I think you probably tried to do a certificate signature creation and 
verification like this:

$ ssh-keygen -Y sign -f ~/.ssh/id_rsa-cert.pub -n file hello
Signing file hello
Write signature to hello.sig
$ mv hello.sig hello.sig2
$ echo "brian at +nsrc $(cat ~/.ssh/id_rsa.pub)" >hello.allowed2
$ ssh-keygen -Y verify -f hello.allowed2 -n file -s hello.sig2 -I 
brian at +nsrc <hello
Could not verify signature.

Note that the *signing* process was successful.  This implies that it 
was using the private key id_rsa to make the signature (since the CA's 
private key is nowhere).

Note also that the second signature is about twice the size of the 
first, although both have a single "BEGIN SSH SIGNATURE" block:

$ ls -l hello.sig1 hello.sig2
-rw-r--r--  1 brian  staff   866 10 Feb 08:30 hello.sig1
-rw-r--r--  1 brian  staff  1653 10 Feb 08:42 hello.sig2

In other words, it's a chain.

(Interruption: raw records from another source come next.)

/*
    Copyright © 2023, ParallelChain Lab
    Licensed under the Apache License, Version 2.0: http://www.apache.org/licenses/LICENSE-2.0
*/

//! Configuration as specified by the operator.
//!
//! A [`Configuration`] can be built with its builder:
//!
//! ```ignore
//! let configuration =
//!     Configuration::builder()
//!     .state_dir("/var/lib/habitat/state")
//!     .backnet_data_dir("/var/lib/habitat/ipfs")
//!     .backnet_config_dir("/var/lib/habitat/config")
//!     .snapshot_interval(50)
//!     .log_events(true)
//!     .build()
//! ```
//!
//! or read from the environment with [`Configuration::from_env`]. It is split up into smaller, subsystem
//! specific configuration structs before being passed to components.

use std::{
    env,
    fmt::{self, Display, Formatter},
    path::PathBuf,
    str::FromStr,
    time::Duration,
};

use typed_builder::TypedBuilder;

pub const STATE_DIR_VAR: &str = "HABITAT_STATE_DIR";
pub const BACKNET_DATA_DIR_VAR: &str = "IPFS_DIR";
pub const BACKNET_CONFIG_DIR_VAR: &str = "CONFIG_DIR";
pub const SNAPSHOT_INTERVAL_VAR: &str = "HABITAT_SNAPSHOT_INTERVAL";
pub const START_PORT_VAR: &str = "HABITAT_START_PORT";
pub const PORTS_PER_BACKNET_VAR: &str = "HABITAT_PORTS_PER_BACKNET";
pub const IPFS_BINARY_VAR: &str = "HABITAT_IPFS_BIN";

pub const DEFAULT_SNAPSHOT_INTERVAL: u64 = 100;
pub const DEFAULT_START_PORT: u16 = 4000;
/// Swarm, API and gateway.
pub const MIN_PORTS_PER_BACKNET: u16 = 3;

/// Stores the user-defined parameters of a host node.
///
/// ## Directories
///
/// State machines keep their logs and snapshots under `state_dir`: the host's in `host/`, and each
/// community's in `communities/<community id>/`. Backnets keep their data in
/// `backnet_data_dir/<community id>/`, and their generated configuration files in
/// `backnet_config_dir/<community id>/`.
///
/// ## Ports
///
/// Every backnet is given a block of `ports_per_backnet` consecutive ports, the first block starting at
/// `start_port`. A port is never handed out twice while the host runs.
#[derive(TypedBuilder, Clone, Debug)]
#[builder(builder_method(doc = "
    Create a builder for building a [Configuration]. On the builder call the following methods to construct a valid [Configuration].

    Required:
    - `.state_dir(...)`
    - `.backnet_data_dir(...)`
    - `.backnet_config_dir(...)`

    Optional:
    - `.snapshot_interval(...)`
    - `.start_port(...)`
    - `.ports_per_backnet(...)`
    - `.ipfs_binary(...)`
    - `.startup_timeout(...)`
    - `.shutdown_grace(...)`
    - `.failure_channel_capacity(...)`
    - `.launch_backnets(...)`
    - `.log_events(...)`
"))]
pub struct Configuration {
    #[builder(setter(into, doc = "Set the directory that logs and snapshots are stored in. Required."))]
    pub state_dir: PathBuf,
    #[builder(setter(into, doc = "Set the directory that backnets store their data in. Required."))]
    pub backnet_data_dir: PathBuf,
    #[builder(setter(into, doc = "Set the directory that generated backnet configuration files are written to. Required."))]
    pub backnet_config_dir: PathBuf,
    #[builder(default = DEFAULT_SNAPSHOT_INTERVAL, setter(doc = "Set how many transitions are applied between snapshots. Must be at least 1. Defaults to 100."))]
    pub snapshot_interval: u64,
    #[builder(default = DEFAULT_START_PORT, setter(doc = "Set the first port handed out to backnets. Defaults to 4000."))]
    pub start_port: u16,
    #[builder(default = MIN_PORTS_PER_BACKNET, setter(doc = "Set the size of the block of ports given to each backnet. Must be at least 3. Defaults to 3."))]
    pub ports_per_backnet: u16,
    #[builder(default = PathBuf::from("ipfs"), setter(into, doc = "Set the IPFS executable used to run backnets. Defaults to `ipfs`, looked up in `PATH`."))]
    pub ipfs_binary: PathBuf,
    #[builder(default = Duration::from_secs(60), setter(doc = "Set how long a backnet may take to report that it is ready. Defaults to 60 seconds."))]
    pub startup_timeout: Duration,
    #[builder(default = Duration::from_secs(10), setter(doc = "Set how long a stopping backnet may take to exit before it is killed. Defaults to 10 seconds."))]
    pub shutdown_grace: Duration,
    #[builder(default = 64, setter(doc = "Set the capacity of the channel that process failures are aggregated on. Defaults to 64."))]
    pub failure_channel_capacity: usize,
    #[builder(default = true, setter(doc = "Start backnets for hosted communities? Defaults to true."))]
    pub launch_backnets: bool,
    #[builder(default = false, setter(doc = "Enable logging of events? Defaults to false."))]
    pub log_events: bool,
}

impl Configuration {
    /// Read a configuration from the environment.
    ///
    /// `HABITAT_STATE_DIR`, `IPFS_DIR` and `CONFIG_DIR` are required. `HABITAT_SNAPSHOT_INTERVAL`,
    /// `HABITAT_START_PORT`, `HABITAT_PORTS_PER_BACKNET` and `HABITAT_IPFS_BIN` are optional.
    pub fn from_env() -> Result<Configuration, ConfigError> {
        let configuration = Configuration::builder()
            .state_dir(required(STATE_DIR_VAR)?)
            .backnet_data_dir(required(BACKNET_DATA_DIR_VAR)?)
            .backnet_config_dir(required(BACKNET_CONFIG_DIR_VAR)?)
            .snapshot_interval(parsed(SNAPSHOT_INTERVAL_VAR, DEFAULT_SNAPSHOT_INTERVAL)?)
            .start_port(parsed(START_PORT_VAR, DEFAULT_START_PORT)?)
            .ports_per_backnet(parsed(PORTS_PER_BACKNET_VAR, MIN_PORTS_PER_BACKNET)?)
            .ipfs_binary(env::var(IPFS_BINARY_VAR).unwrap_or_else(|_| "ipfs".to_string()))
            .build();
        configuration.validate()?;
        Ok(configuration)
    }

    pub fn validate(&self) -> Result<(), ConfigError> {
        if self.snapshot_interval == 0 {
            return Err(ConfigError::Invalid {
                field: "snapshot_interval",
                reason: "must be at least 1",
            });
        }
        if self.ports_per_backnet < MIN_PORTS_PER_BACKNET {
            return Err(ConfigError::Invalid {
                field: "ports_per_backnet",
                reason: "must be at least 3",
            });
        }
        Ok(())
    }
}

fn required(name: &'static str) -> Result<String, ConfigError> {
    env::var(name).map_err(|_| ConfigError::MissingVariable { name })
}

fn parsed<T: FromStr>(name: &'static str, default: T) -> Result<T, ConfigError> {
    match env::var(name) {
        Ok(value) => value
            .trim()
            .parse()
            .map_err(|_| ConfigError::InvalidVariable { name, value }),
        Err(_) => Ok(default),
    }
}

/// Configuration related to state machines.
#[derive(Clone, Debug)]
pub struct StateMachineConfiguration {
    pub snapshot_interval: u64,
}

impl StateMachineConfiguration {
    pub fn validate(&self) -> Result<(), ConfigError> {
        if self.snapshot_interval == 0 {
            return Err(ConfigError::Invalid {
                field: "snapshot_interval",
                reason: "must be at least 1",
            });
        }
        Ok(())
    }
}

/// Configuration related to the process supervisor and the backnets it runs.
#[derive(Clone, Debug)]
pub struct SupervisorConfiguration {
    pub backnet_data_dir: PathBuf,
    pub backnet_config_dir: PathBuf,
    pub start_port: u16,
    pub ports_per_backnet: u16,
    pub ipfs_binary: PathBuf,
    pub startup_timeout: Duration,
    pub shutdown_grace: Duration,
    pub failure_channel_capacity: usize,
}

impl Into<(StateMachineConfiguration, SupervisorConfiguration)> for Configuration {
    fn into(self) -> (StateMachineConfiguration, SupervisorConfiguration) {
        let state_machine_config = StateMachineConfiguration {
            snapshot_interval: self.snapshot_interval,
        };

        let supervisor_config = SupervisorConfiguration {
            backnet_data_dir: self.backnet_data_dir,
            backnet_config_dir: self.backnet_config_dir,
            start_port: self.start_port,
            ports_per_backnet: self.ports_per_backnet,
            ipfs_binary: self.ipfs_binary,
            startup_timeout: self.startup_timeout,
            shutdown_grace: self.shutdown_grace,
            failure_channel_capacity: self.failure_channel_capacity,
        };

        (state_machine_config, supervisor_config)
    }
}

#[derive(Debug)]
pub enum ConfigError {
    MissingVariable { name: &'static str },
    InvalidVariable { name: &'static str, value: String },
    Invalid { field: &'static str, reason: &'static str },
}

impl Display for ConfigError {
    fn fmt(&self, f: &mut Formatter<'_>) -> fmt::Result {
        match self {
            ConfigError::MissingVariable { name } => {
                write!(f, "environment variable {} is not set", name)
            }
            ConfigError::InvalidVariable { name, value } => {
                write!(f, "environment variable {} has invalid value {:?}", name, value)
            }
            ConfigError::Invalid { field, reason } => write!(f, "{} {}", field, reason),
        }
    }
}

impl std::error::Error for ConfigError {}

You need to verify it using the CA's 
public key:

$ echo "brian at +nsrc *cert-authority $(cat ca.pub)*" >hello.allowed3
$ ssh-keygen -Y verify -f hello.allowed3 -n file -s hello.sig2 -I 
brian at +nsrc <hello
hello.allowed3:1: certificate not authorized: Certificate invalid: expired
Could not verify signature.
$ ssh-keygen -Y match-principals -f hello.allowed3 -n file -s hello.sig2 
-I brian at +nsrc <hello
brian at +nsrc

To summarize, I believe the following is true:

- to verify a detached signature made using a certificate, you must 
provide the public key of the certificate authority which originally 
signed that certificate
- the time validity of the parent certificate is already being verified, 
without any code patches required

I guess it might be more user friendly not to allow signing with an 
expired or not-yet-valid certificate, or at least to warn if you do this.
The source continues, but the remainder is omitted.